## Work request
From the entries below, return every line that includes the word "repository".

━━━

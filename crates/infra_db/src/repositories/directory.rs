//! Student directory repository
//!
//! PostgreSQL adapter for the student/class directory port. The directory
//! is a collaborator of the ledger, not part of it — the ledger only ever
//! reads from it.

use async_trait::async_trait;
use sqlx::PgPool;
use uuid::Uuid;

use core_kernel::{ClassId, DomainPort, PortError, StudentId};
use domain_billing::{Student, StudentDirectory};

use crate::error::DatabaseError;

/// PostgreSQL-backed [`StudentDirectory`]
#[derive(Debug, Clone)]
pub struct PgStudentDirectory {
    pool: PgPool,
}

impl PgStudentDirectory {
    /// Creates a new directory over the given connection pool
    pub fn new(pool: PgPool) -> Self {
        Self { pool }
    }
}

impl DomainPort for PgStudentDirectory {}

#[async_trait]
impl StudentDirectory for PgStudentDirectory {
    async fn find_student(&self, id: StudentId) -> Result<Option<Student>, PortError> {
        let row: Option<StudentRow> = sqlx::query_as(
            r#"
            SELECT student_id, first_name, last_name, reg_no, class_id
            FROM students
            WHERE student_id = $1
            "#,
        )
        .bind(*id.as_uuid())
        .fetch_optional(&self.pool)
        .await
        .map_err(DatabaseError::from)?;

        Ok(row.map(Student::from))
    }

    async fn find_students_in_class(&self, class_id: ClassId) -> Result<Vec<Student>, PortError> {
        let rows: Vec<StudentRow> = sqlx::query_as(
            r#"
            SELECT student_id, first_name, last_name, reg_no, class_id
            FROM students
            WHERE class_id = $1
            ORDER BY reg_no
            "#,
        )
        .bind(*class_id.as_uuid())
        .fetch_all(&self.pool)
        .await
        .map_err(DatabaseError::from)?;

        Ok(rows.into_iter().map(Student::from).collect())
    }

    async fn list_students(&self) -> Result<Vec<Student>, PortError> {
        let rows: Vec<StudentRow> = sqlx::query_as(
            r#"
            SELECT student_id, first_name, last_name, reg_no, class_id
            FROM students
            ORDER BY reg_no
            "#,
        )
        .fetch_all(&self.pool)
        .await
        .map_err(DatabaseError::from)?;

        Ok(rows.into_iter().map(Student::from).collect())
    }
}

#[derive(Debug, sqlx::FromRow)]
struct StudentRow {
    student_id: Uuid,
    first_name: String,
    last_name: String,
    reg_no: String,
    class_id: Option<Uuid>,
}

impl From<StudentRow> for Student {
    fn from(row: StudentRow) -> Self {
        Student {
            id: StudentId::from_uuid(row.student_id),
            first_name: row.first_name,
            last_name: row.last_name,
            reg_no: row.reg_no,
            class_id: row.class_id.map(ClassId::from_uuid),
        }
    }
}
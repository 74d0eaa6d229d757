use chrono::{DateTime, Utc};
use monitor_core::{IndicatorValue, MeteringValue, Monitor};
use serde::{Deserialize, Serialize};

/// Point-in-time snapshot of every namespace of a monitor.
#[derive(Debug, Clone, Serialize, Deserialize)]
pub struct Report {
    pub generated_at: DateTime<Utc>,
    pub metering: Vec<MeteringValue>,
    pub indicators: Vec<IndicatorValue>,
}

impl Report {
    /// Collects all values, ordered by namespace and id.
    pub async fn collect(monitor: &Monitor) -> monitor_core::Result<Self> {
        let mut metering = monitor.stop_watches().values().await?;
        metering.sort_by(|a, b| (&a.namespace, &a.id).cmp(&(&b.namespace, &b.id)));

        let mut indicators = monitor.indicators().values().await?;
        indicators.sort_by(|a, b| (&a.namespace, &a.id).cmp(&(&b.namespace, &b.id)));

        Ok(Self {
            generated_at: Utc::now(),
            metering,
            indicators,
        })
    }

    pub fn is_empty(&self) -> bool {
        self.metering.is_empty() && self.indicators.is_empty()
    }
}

━━━

## Exercise solution
//! Student directory repository
repository 74d0eaa6d229d757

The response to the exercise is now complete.